The Tuesday after the long weekend my wife and I returned to work and the kids returned to school. In the afternoon my sister-in-law Say Say rang to say Pu had lost consciousness and we better come home. Pu’s granddaughter Deborah goes to school with the daughters of the Werribee Karen Baptist church pastor, Gail Moe. Gail Moe and her family brought her home and stayed with us. When I got home my father-in-law’s breathing would slow, stop, and then start again. Pu’s grandson Alvin finally returned from a school excursion and said goodbye. Five minutes later my father-in-law’s breathing stopped and his skin colour changed. Tun Thein checked his pulse and told us he was dead, and the tears started.
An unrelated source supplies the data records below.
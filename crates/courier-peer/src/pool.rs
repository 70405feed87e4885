use std::sync::mpsc::{self, Receiver, SyncSender, TrySendError};
use std::sync::{Arc, Condvar, Mutex, PoisonError};
use std::thread::{self, JoinHandle};
use std::time::{Duration, Instant};

use tracing::{debug, warn};

pub(crate) type Job = Box<dyn FnOnce() + Send + 'static>;

/// Fixed set of threads executing handler jobs from a bounded queue.
///
/// Submitting blocks once `queue_depth` jobs are waiting, which pushes back
/// on the connection readers feeding the pool.
pub(crate) struct WorkerPool {
    sender: SyncSender<Job>,
    workers: Vec<JoinHandle<()>>,
    live: Arc<(Mutex<usize>, Condvar)>,
}

/// Cloneable handle for submitting jobs.
#[derive(Clone)]
pub(crate) struct JobSender {
    sender: SyncSender<Job>,
}

impl JobSender {
    /// Queue a job, blocking while the queue is full. Returns the job back if
    /// the pool has shut down.
    pub(crate) fn submit(&self, job: Job) -> Result<(), Job> {
        match self.sender.try_send(job) {
            Ok(()) => Ok(()),
            Err(TrySendError::Full(job)) => {
                debug!("worker queue full; waiting");
                self.sender.send(job).map_err(|err| err.0)
            }
            Err(TrySendError::Disconnected(job)) => Err(job),
        }
    }
}

impl WorkerPool {
    pub(crate) fn new(threads: usize, queue_depth: usize) -> std::io::Result<Self> {
        let threads = threads.max(1);
        let (sender, receiver) = mpsc::sync_channel::<Job>(queue_depth.max(1));
        let receiver = Arc::new(Mutex::new(receiver));
        let live = Arc::new((Mutex::new(0usize), Condvar::new()));

        let mut workers = Vec::with_capacity(threads);
        for index in 0..threads {
            let receiver = Arc::clone(&receiver);
            let worker_live = Arc::clone(&live);
            *live.0.lock().unwrap_or_else(PoisonError::into_inner) += 1;
            let spawned = thread::Builder::new()
                .name(format!("courier-worker-{index}"))
                .spawn(move || {
                    let _live = LiveGuard(worker_live);
                    worker_loop(&receiver);
                });
            match spawned {
                Ok(handle) => workers.push(handle),
                Err(err) => {
                    *live.0.lock().unwrap_or_else(PoisonError::into_inner) -= 1;
                    return Err(err);
                }
            }
        }

        Ok(Self {
            sender,
            workers,
            live,
        })
    }

    pub(crate) fn sender(&self) -> JobSender {
        JobSender {
            sender: self.sender.clone(),
        }
    }

    /// Stop accepting jobs and wait up to `timeout` for queued work to finish.
    ///
    /// Workers still busy after the timeout are left detached. Returns
    /// whether every worker exited in time.
    pub(crate) fn shutdown(self, timeout: Duration) -> bool {
        let WorkerPool {
            sender,
            workers,
            live: counter,
        } = self;
        drop(sender);

        let deadline = Instant::now() + timeout;
        let (count, idle) = &*counter;
        let mut live = count.lock().unwrap_or_else(PoisonError::into_inner);
        while *live > 0 {
            let now = Instant::now();
            if now >= deadline {
                break;
            }
            live = idle
                .wait_timeout(live, deadline - now)
                .unwrap_or_else(PoisonError::into_inner)
                .0;
        }
        let stragglers = *live;
        drop(live);

        if stragglers > 0 {
            warn!(stragglers, "workers still busy after drain timeout; detaching");
            return false;
        }
        for worker in workers {
            let _ = worker.join();
        }
        true
    }
}

fn worker_loop(receiver: &Mutex<Receiver<Job>>) {
    loop {
        let job = {
            let receiver = receiver.lock().unwrap_or_else(PoisonError::into_inner);
            receiver.recv()
        };
        match job {
            Ok(job) => job(),
            Err(_) => break,
        }
    }
}

struct LiveGuard(Arc<(Mutex<usize>, Condvar)>);

impl Drop for LiveGuard {
    fn drop(&mut self) {
        let (count, idle) = &*self.0;
        let mut live = count.lock().unwrap_or_else(PoisonError::into_inner);
        *live = live.saturating_sub(1);
        idle.notify_all();
    }
}
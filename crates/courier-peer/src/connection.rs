use std::collections::HashSet;
use std::fmt;
use std::net::Shutdown;
use std::sync::mpsc::{self, Receiver, RecvTimeoutError, SyncSender, TrySendError};
use std::sync::{Mutex, MutexGuard, PoisonError};
use std::thread;
use std::time::Duration;

use courier_frame::{Envelope, FrameError, FrameWriter};
use courier_transport::IpcStream;
use tracing::{debug, trace, warn};

use crate::error::{CourierError, Result};

/// Lifecycle of one physical connection.
#[derive(Debug, Clone, Copy, PartialEq, Eq, Hash)]
pub enum ConnectionState {
    Connecting,
    Established,
    /// In-flight work finishes; no new requests are accepted.
    Draining,
    Closed,
}

impl ConnectionState {
    pub fn can_transition_to(self, next: ConnectionState) -> bool {
        use ConnectionState::*;
        matches!(
            (self, next),
            (Connecting, Established)
                | (Connecting, Closed)
                | (Established, Draining)
                | (Established, Closed)
                | (Draining, Closed)
        )
    }

    pub fn as_str(self) -> &'static str {
        match self {
            ConnectionState::Connecting => "connecting",
            ConnectionState::Established => "established",
            ConnectionState::Draining => "draining",
            ConnectionState::Closed => "closed",
        }
    }
}

impl fmt::Display for ConnectionState {
    fn fmt(&self, f: &mut fmt::Formatter<'_>) -> fmt::Result {
        f.write_str(self.as_str())
    }
}

/// One physical connection: its outbound queue, state, and the call ids it
/// carries.
///
/// The read half is owned by whichever thread runs the reader loop, which
/// keeps the frame decoder's buffer. The write half belongs to a dedicated
/// writer thread fed by a bounded queue, so [`Connection::send`] never blocks
/// on a peer that stops reading; once the queue is full, sends fail with
/// `Overloaded`. A write error shuts the socket down, which the reader sees as
/// connection loss. The connection only records call ids; pending calls
/// themselves live in the correlation table.
pub struct Connection {
    id: u64,
    outbound: Mutex<Option<SyncSender<Envelope>>>,
    queue_depth: usize,
    max_payload_size: usize,
    writer_done: Mutex<Option<Receiver<()>>>,
    control: IpcStream,
    state: Mutex<ConnectionState>,
    calls: Mutex<HashSet<u64>>,
}

impl Connection {
    /// Hand the write half of a stream to a writer thread. `control` is a
    /// clone used for shutdown; at most `queue_depth` envelopes wait to be
    /// written.
    pub fn new(
        id: u64,
        writer: FrameWriter<IpcStream>,
        control: IpcStream,
        queue_depth: usize,
    ) -> Result<Self> {
        let queue_depth = queue_depth.max(1);
        let max_payload_size = writer.config().max_payload_size;
        let (outbound, queued) = mpsc::sync_channel(queue_depth);
        let (done_tx, done_rx) = mpsc::channel();
        thread::Builder::new()
            .name(format!("courier-writer-{id}"))
            .spawn(move || {
                let _done = done_tx;
                write_loop(id, writer, queued);
            })?;

        Ok(Self {
            id,
            outbound: Mutex::new(Some(outbound)),
            queue_depth,
            max_payload_size,
            writer_done: Mutex::new(Some(done_rx)),
            control,
            state: Mutex::new(ConnectionState::Connecting),
            calls: Mutex::new(HashSet::new()),
        })
    }

    pub fn id(&self) -> u64 {
        self.id
    }

    pub fn state(&self) -> ConnectionState {
        *lock(&self.state)
    }

    /// Move to `next` if the transition is valid; returns whether it happened.
    pub fn transition(&self, next: ConnectionState) -> bool {
        let mut state = lock(&self.state);
        if !state.can_transition_to(next) {
            trace!(connection_id = self.id, from = %*state, to = %next, "ignored transition");
            return false;
        }
        debug!(connection_id = self.id, from = %*state, to = %next, "connection state");
        *state = next;
        true
    }

    /// Queue one envelope for writing as a single frame.
    ///
    /// Fails with `FrameTooLarge` without touching the stream, `Overloaded`
    /// when the queue is full, and `ConnectionLost` once the writer stopped.
    pub fn send(&self, envelope: Envelope) -> Result<()> {
        let size = envelope.encoded_len();
        if size > self.max_payload_size {
            return Err(FrameError::FrameTooLarge {
                size,
                max: self.max_payload_size,
            }
            .into());
        }

        let outbound = lock(&self.outbound);
        let Some(sender) = outbound.as_ref() else {
            return Err(CourierError::ConnectionLost);
        };
        match sender.try_send(envelope) {
            Ok(()) => Ok(()),
            Err(TrySendError::Full(_)) => Err(CourierError::Overloaded(self.queue_depth)),
            Err(TrySendError::Disconnected(_)) => Err(CourierError::ConnectionLost),
        }
    }

    /// Record that `call_id` was issued on this connection.
    pub fn track(&self, call_id: u64) {
        lock(&self.calls).insert(call_id);
    }

    pub fn untrack(&self, call_id: u64) {
        lock(&self.calls).remove(&call_id);
    }

    pub fn untrack_all(&self, call_ids: &[u64]) {
        let mut calls = lock(&self.calls);
        for call_id in call_ids {
            calls.remove(call_id);
        }
    }

    /// Take every call id still recorded on this connection.
    pub fn take_calls(&self) -> Vec<u64> {
        lock(&self.calls).drain().collect()
    }

    pub fn tracked_calls(&self) -> usize {
        lock(&self.calls).len()
    }

    /// Stop reading: a reader blocked on this connection wakes with EOF.
    pub fn shutdown_read(&self) {
        if let Err(err) = self.control.shutdown(Shutdown::Read) {
            debug!(connection_id = self.id, error = %err, "shutdown(read) failed");
        }
    }

    /// Stop accepting envelopes and wait up to `timeout` for the queued ones
    /// to be written. Returns whether the writer finished in time.
    pub fn flush(&self, timeout: Duration) -> bool {
        drop(lock(&self.outbound).take());
        let Some(done) = lock(&self.writer_done).take() else {
            return true;
        };
        match done.recv_timeout(timeout) {
            Err(RecvTimeoutError::Timeout) => false,
            Ok(()) | Err(RecvTimeoutError::Disconnected) => true,
        }
    }

    /// Tear down both directions and mark the connection closed. Envelopes
    /// still queued are dropped.
    pub fn close(&self) {
        drop(lock(&self.outbound).take());
        if let Err(err) = self.control.shutdown(Shutdown::Both) {
            debug!(connection_id = self.id, error = %err, "shutdown failed");
        }
        self.transition(ConnectionState::Closed);
    }
}

fn write_loop(id: u64, mut writer: FrameWriter<IpcStream>, queued: Receiver<Envelope>) {
    for envelope in queued {
        match writer.send_envelope(&envelope) {
            Ok(()) => trace!(
                connection_id = id,
                call_id = envelope.call_id,
                kind = ?envelope.kind,
                len = envelope.body.len(),
                "sent envelope"
            ),
            Err(err) => {
                warn!(connection_id = id, call_id = envelope.call_id, error = %err, "write failed; closing connection");
                if let Err(err) = writer.get_ref().shutdown(Shutdown::Both) {
                    debug!(connection_id = id, error = %err, "shutdown failed");
                }
                return;
            }
        }
    }
    trace!(connection_id = id, "writer finished");
}

impl fmt::Debug for Connection {
    fn fmt(&self, f: &mut fmt::Formatter<'_>) -> fmt::Result {
        f.debug_struct("Connection")
            .field("id", &self.id)
            .field("state", &self.state())
            .field("tracked_calls", &self.tracked_calls())
            .finish()
    }
}

fn lock<T>(mutex: &Mutex<T>) -> MutexGuard<'_, T> {
    mutex.lock().unwrap_or_else(PoisonError::into_inner)
}

#[cfg(test)]
mod tests {
    use std::sync::Arc;
    use std::time::Instant;

    use bytes::Bytes;
    use courier_frame::{FrameConfig, FrameReader};

    use super::*;

    fn connection_pair(queue_depth: usize) -> (Connection, FrameReader<IpcStream>) {
        let (local, remote) = IpcStream::pair().unwrap();
        let control = local.try_clone().unwrap();
        let conn = Connection::new(1, FrameWriter::new(local), control, queue_depth).unwrap();
        (conn, FrameReader::new(remote))
    }

    #[test]
    fn valid_lifecycle() {
        let (conn, _peer) = connection_pair(8);
        assert_eq!(conn.state(), ConnectionState::Connecting);
        assert!(conn.transition(ConnectionState::Established));
        assert!(conn.transition(ConnectionState::Draining));
        assert!(conn.transition(ConnectionState::Closed));
        assert_eq!(conn.state(), ConnectionState::Closed);
    }

    #[test]
    fn invalid_transitions_are_refused() {
        let (conn, _peer) = connection_pair(8);
        assert!(!conn.transition(ConnectionState::Draining));
        conn.transition(ConnectionState::Closed);
        assert!(!conn.transition(ConnectionState::Established));
        assert_eq!(conn.state(), ConnectionState::Closed);
    }

    #[test]
    fn send_writes_whole_envelopes() {
        let (conn, mut peer) = connection_pair(16);
        let conn = Arc::new(conn);

        let writers: Vec<_> = (0..8u64)
            .map(|i| {
                let conn = Arc::clone(&conn);
                thread::spawn(move || {
                    conn.send(Envelope::request(i, 1, Bytes::from(vec![i as u8; 4096])))
                        .unwrap();
                })
            })
            .collect();

        let mut seen = Vec::new();
        for _ in 0..8 {
            let env = peer.read_envelope().unwrap();
            assert!(env.body.iter().all(|b| *b == env.call_id as u8));
            seen.push(env.call_id);
        }
        for handle in writers {
            handle.join().unwrap();
        }
        seen.sort_unstable();
        assert_eq!(seen, (0..8).collect::<Vec<_>>());
    }

    #[test]
    fn send_does_not_block_on_a_peer_that_never_reads() {
        let (conn, _peer) = connection_pair(2);
        let big = Bytes::from(vec![0u8; 4 * 1024 * 1024]);

        let started = Instant::now();
        let mut outcomes = Vec::new();
        for call_id in 0..4 {
            outcomes.push(conn.send(Envelope::request(call_id, 1, big.clone())));
        }
        assert!(started.elapsed() < Duration::from_secs(2));
        assert!(outcomes.iter().any(|outcome| matches!(outcome, Err(CourierError::Overloaded(2)))));

        conn.close();
        assert!(matches!(
            conn.send(Envelope::request(9, 1, Bytes::new())),
            Err(CourierError::ConnectionLost)
        ));
    }

    #[test]
    fn oversized_envelope_is_rejected_before_queueing() {
        let (local, remote) = IpcStream::pair().unwrap();
        let control = local.try_clone().unwrap();
        let cfg = FrameConfig {
            max_payload_size: 32,
            ..FrameConfig::default()
        };
        let conn = Connection::new(1, FrameWriter::with_config(local, cfg), control, 4).unwrap();
        let mut peer = FrameReader::new(remote);

        let err = conn
            .send(Envelope::response(1, vec![0u8; 64]))
            .unwrap_err();
        assert!(matches!(
            err,
            CourierError::Frame(FrameError::FrameTooLarge { max: 32, .. })
        ));

        conn.send(Envelope::response(2, &b"fits"[..])).unwrap();
        assert_eq!(peer.read_envelope().unwrap().call_id, 2);
    }

    #[test]
    fn flush_writes_queued_envelopes_before_returning() {
        let (conn, mut peer) = connection_pair(8);
        for call_id in 0..3 {
            conn.send(Envelope::response(call_id, &b"queued"[..])).unwrap();
        }

        let reader = thread::spawn(move || {
            (0..3)
                .map(|_| peer.read_envelope().unwrap().call_id)
                .collect::<Vec<_>>()
        });
        assert!(conn.flush(Duration::from_secs(5)));
        assert_eq!(reader.join().unwrap(), vec![0, 1, 2]);
        assert!(matches!(
            conn.send(Envelope::response(3, Bytes::new())),
            Err(CourierError::ConnectionLost)
        ));
    }

    #[test]
    fn tracks_call_ids() {
        let (conn, _peer) = connection_pair(8);
        conn.track(1);
        conn.track(2);
        conn.track(3);
        conn.untrack(2);
        conn.untrack_all(&[3]);
        assert_eq!(conn.take_calls(), vec![1]);
        assert_eq!(conn.tracked_calls(), 0);
    }

    #[test]
    fn close_ends_the_peer_stream() {
        let (conn, mut peer) = connection_pair(8);
        conn.transition(ConnectionState::Established);
        conn.close();
        assert_eq!(conn.state(), ConnectionState::Closed);
        assert!(matches!(
            peer.read_frame(),
            Err(FrameError::ConnectionClosed)
        ));
    }
}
I called Palliative Care to report my father-in-law’s death. A nurse with a caring voice asked if I was alone. Alone? By 8:30pm we had fifty or sixty people squeezed into the house for an hour-long prayer service. The pastors lead the service from the lounge room, sitting alongside the body of my father-in-law. After the prayer service people ate and took photos with the body of my father-in-law. I couldn’t imagine Anglo-Australians taking photos with a dead person, but if you come from a culture where there is always a group photo, and people are comfortable with death, it seems natural.

Pastor Ner Dah stayed until midnight, and Pastor K’Paw Mwee and his wife stayed overnight. My wife and her sisters couldn’t sleep, and they stayed awake and talked.

In the days that followed we had a constant stream of visitors who came to bring food or contributions for the funeral, and to share our grief. Every evening until the funeral there was a prayer service followed by a meal, and every day people would bring enough food to ensure there was enough. Our Buddhist cousins joined in bringing food, and stayed through the prayer services. The night before the funeral cousins drove down from Bendigo with enormous cooking pots and an entire pig (thankfully dead and in pieces) in the back of their Toyota four-wheel-drive.


My father-in-law had the funeral that reflected his life. There were prayers, hymns, bible readings and sermons in Karen and English. A Karen flag was spread across the coffin. Another former guerrilla commander led the congregation in saluting Pu, while Pastor Eh Doh Wah Ri played the Last Post on a trumpet. The diversity of the people who filled the church – Karen and Anglo-Australians, Christians, Buddhists and Muslims – reflected the diversity of the world he lived in.

Pu was buried at Altona Memorial Park a few metres from his best friend, another Karen leader who had dedicated his life to ‘the revolution’. We went home for another prayer service, followed by a meal of pork, rice and noodles. The next morning we slept in.

Anglo-Australian Christians often assume that migrant Christians need to learn from them how to do church in Australia. However after experiencing the overwhelming companionship and support of the Karen community, I believe that Anglo-Australian Christians have a lot to learn from migrant and refugee Christians about how to be church.

Martin West is a member of Westgate Baptist Community.